The Flint Hills is a unique tallgrass prairie ecosystem found in central North America centered on Kansas and northern Oklahoma (where they are known as the Osage Hills). It is a tallgrass prairie, a type of temperate grassland, marked by few trees but abundant forbs and grasses that can grow up to 10 feet tall. These same plants have roots that grow up to 15 feet deep, tapping into limited groundwater. Naturally occurring prairie fires and cycles of drought meant only the hardiest plants and animals evolved to survive in the Flint Hills.

Unlike other tallgrass prairies in North America that contain deep soils, most of the Flint Hills has very shallow soil. An ancient inland seaway that covered central North America starting 290 million years ago deposited alternating layers of hard limestone and softer shale rocks. The actions of erosion in recent geologic history have created the jagged ‘step-pyramid’ look unique to the slopes of the Flint Hills. These surface layers of limestone and chert also stopped the settlers plow and preserved the integrity of the soil. 

The first humans who set eyes on the Flint Hills encountered a wetter and cooler place than today. Humans arrived at least 13,000 years ago to find abundant hunting grounds with ice age mammals. As the local climate warmed and dried, later cultures adopted farming techniques to raise crops like corn and beans in the rich river bottomlands.

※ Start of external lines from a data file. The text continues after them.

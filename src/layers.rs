/// Convolutional feature map scales the detector predicts from.
///
/// Each variant is one of the six feature maps the SSD300 architecture
/// attaches a prediction head to, ordered from the early high-resolution
/// map to the final 1x1 map. The layers decrease in size progressively and
/// allow predictions of detections at multiple scales; each carries its own
/// slice of the fixed prior geometry table.
#[repr(usize)]
#[derive(Debug, Clone, Copy, PartialEq, Eq)]
pub enum FeatureScale {
    /// `Conv4_3`: last block of the VGG base, read through L2Norm.
    Conv4_3,
    /// `Conv7`: the dilated replacement for VGG's FC7.
    Conv7,
    /// `Conv8_2`: first extra downsampling block.
    Conv8_2,
    /// `Conv9_2`: second extra downsampling block.
    Conv9_2,
    /// `Conv10_2`: third extra block (no padding, 5x5 -> 3x3).
    Conv10_2,
    /// `Conv11_2`: final extra block, 1x1 map.
    Conv11_2,
}

impl FeatureScale {
    /// All scales, in prediction order. Priors and head outputs are
    /// concatenated in exactly this order.
    pub fn all() -> [FeatureScale; 6] {
        [
            FeatureScale::Conv4_3,
            FeatureScale::Conv7,
            FeatureScale::Conv8_2,
            FeatureScale::Conv9_2,
            FeatureScale::Conv10_2,
            FeatureScale::Conv11_2,
        ]
    }

    pub fn count() -> usize {
        Self::all().len()
    }

    /// Channels of the feature map this scale's heads read.
    pub fn channels(&self) -> usize {
        match self {
            FeatureScale::Conv4_3 => 512,
            FeatureScale::Conv7 => 1024,
            FeatureScale::Conv8_2 => 512,
            FeatureScale::Conv9_2 => 256,
            FeatureScale::Conv10_2 => 256,
            FeatureScale::Conv11_2 => 256,
        }
    }

    /// Spatial size of the (square) feature map for a 300x300 input.
    pub fn map_size(&self) -> usize {
        match self {
            FeatureScale::Conv4_3 => 38,
            FeatureScale::Conv7 => 19,
            FeatureScale::Conv8_2 => 10,
            FeatureScale::Conv9_2 => 5,
            FeatureScale::Conv10_2 => 3,
            FeatureScale::Conv11_2 => 1,
        }
    }

    /// Input-image pixels between two neighbouring cell centers.
    pub fn step(&self) -> f32 {
        match self {
            FeatureScale::Conv4_3 => 8.0,
            FeatureScale::Conv7 => 16.0,
            FeatureScale::Conv8_2 => 32.0,
            FeatureScale::Conv9_2 => 64.0,
            FeatureScale::Conv10_2 => 100.0,
            FeatureScale::Conv11_2 => 300.0,
        }
    }

    /// Side of the small square prior, in input pixels.
    pub fn min_size(&self) -> f32 {
        match self {
            FeatureScale::Conv4_3 => 30.0,
            FeatureScale::Conv7 => 60.0,
            FeatureScale::Conv8_2 => 111.0,
            FeatureScale::Conv9_2 => 162.0,
            FeatureScale::Conv10_2 => 213.0,
            FeatureScale::Conv11_2 => 264.0,
        }
    }

    /// Side used for the extra aspect-ratio-1 prior: the geometric mean of
    /// `min_size` and the next scale's `min_size`.
    pub fn max_size(&self) -> f32 {
        match self {
            FeatureScale::Conv4_3 => 60.0,
            FeatureScale::Conv7 => 111.0,
            FeatureScale::Conv8_2 => 162.0,
            FeatureScale::Conv9_2 => 213.0,
            FeatureScale::Conv10_2 => 264.0,
            FeatureScale::Conv11_2 => 315.0,
        }
    }

    /// Extra aspect ratios beyond 1; each is also used inverted.
    pub fn aspect_ratios(&self) -> &'static [f32] {
        match self {
            FeatureScale::Conv4_3 => &[2.0],
            FeatureScale::Conv7 => &[2.0, 3.0],
            FeatureScale::Conv8_2 => &[2.0, 3.0],
            FeatureScale::Conv9_2 => &[2.0, 3.0],
            FeatureScale::Conv10_2 => &[2.0],
            FeatureScale::Conv11_2 => &[2.0],
        }
    }

    /// Priors per feature map location: the two square boxes plus one pair
    /// per extra aspect ratio. Fixed per head; determines the head's output
    /// channel multiplier.
    pub fn priors_per_location(&self) -> usize {
        2 + 2 * self.aspect_ratios().len()
    }

    /// Priors this scale contributes in total.
    pub fn prior_count(&self) -> usize {
        self.map_size() * self.map_size() * self.priors_per_location()
    }
}

#[cfg(test)]
mod tests {
    use super::*;

    #[test]
    fn scales_are_in_prediction_order() {
        let scales = FeatureScale::all();
        assert_eq!(scales.len(), 6);
        assert!(matches!(scales[0], FeatureScale::Conv4_3));
        assert!(matches!(scales[1], FeatureScale::Conv7));
        assert!(matches!(scales[2], FeatureScale::Conv8_2));
        assert!(matches!(scales[3], FeatureScale::Conv9_2));
        assert!(matches!(scales[4], FeatureScale::Conv10_2));
        assert!(matches!(scales[5], FeatureScale::Conv11_2));
    }

    #[test]
    fn channel_table() {
        assert_eq!(FeatureScale::Conv4_3.channels(), 512);
        assert_eq!(FeatureScale::Conv7.channels(), 1024);
        assert_eq!(FeatureScale::Conv8_2.channels(), 512);
        assert_eq!(FeatureScale::Conv9_2.channels(), 256);
        assert_eq!(FeatureScale::Conv10_2.channels(), 256);
        assert_eq!(FeatureScale::Conv11_2.channels(), 256);
    }

    #[test]
    fn priors_per_location_is_four_or_six() {
        let expected = [4, 6, 6, 6, 4, 4];
        for (scale, expected) in FeatureScale::all().iter().zip(expected) {
            assert_eq!(scale.priors_per_location(), expected);
        }
    }

    #[test]
    fn per_scale_prior_counts() {
        let expected = [5776, 2166, 600, 150, 36, 4];
        for (scale, expected) in FeatureScale::all().iter().zip(expected) {
            assert_eq!(scale.prior_count(), expected);
        }
    }
}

At one point, 150 million acres of tallgrass prairie stretched from Texas to Canada. The majority transformed into the agricultural heartland of America through 200 years of settlement and development. American settlers carved up the tallgrass of Illinois, Iowa, Nebraska, Minnesota and the Dakotas. Their harvests fed a growing nation and world. But, the Flint Hills would follow a different path.

When U.S. Army Captain Zebulon Pike passed through this area in 1806, he wrote in his journal, “passed very ruf [sic] Flint Hills,” putting a name to this unique region. When Euro-American settlers arrived in the 1850s, they struggled to farm the land because of the overabundance of rock in the soil. Observing the healthy bison on the land, they began to herd cattle, which like the bison, fattened quite easily on the rich prairie grasses. With cattle driven up from Texas and the introduction of barbed wire, ranching boomed into a huge business, making it a staple in the Flint Hills to this very day.


Today, only 4% of the original tallgrass prairie ecosystem survives, the largest piece being in the Flint Hills. Threats remain to this ecosystem. Introduced plants and animals compete with native ones. Land owners continue to plow up untouched soil. Fragmentation of land threatens species like prairie chickens that require large scale intact prairies.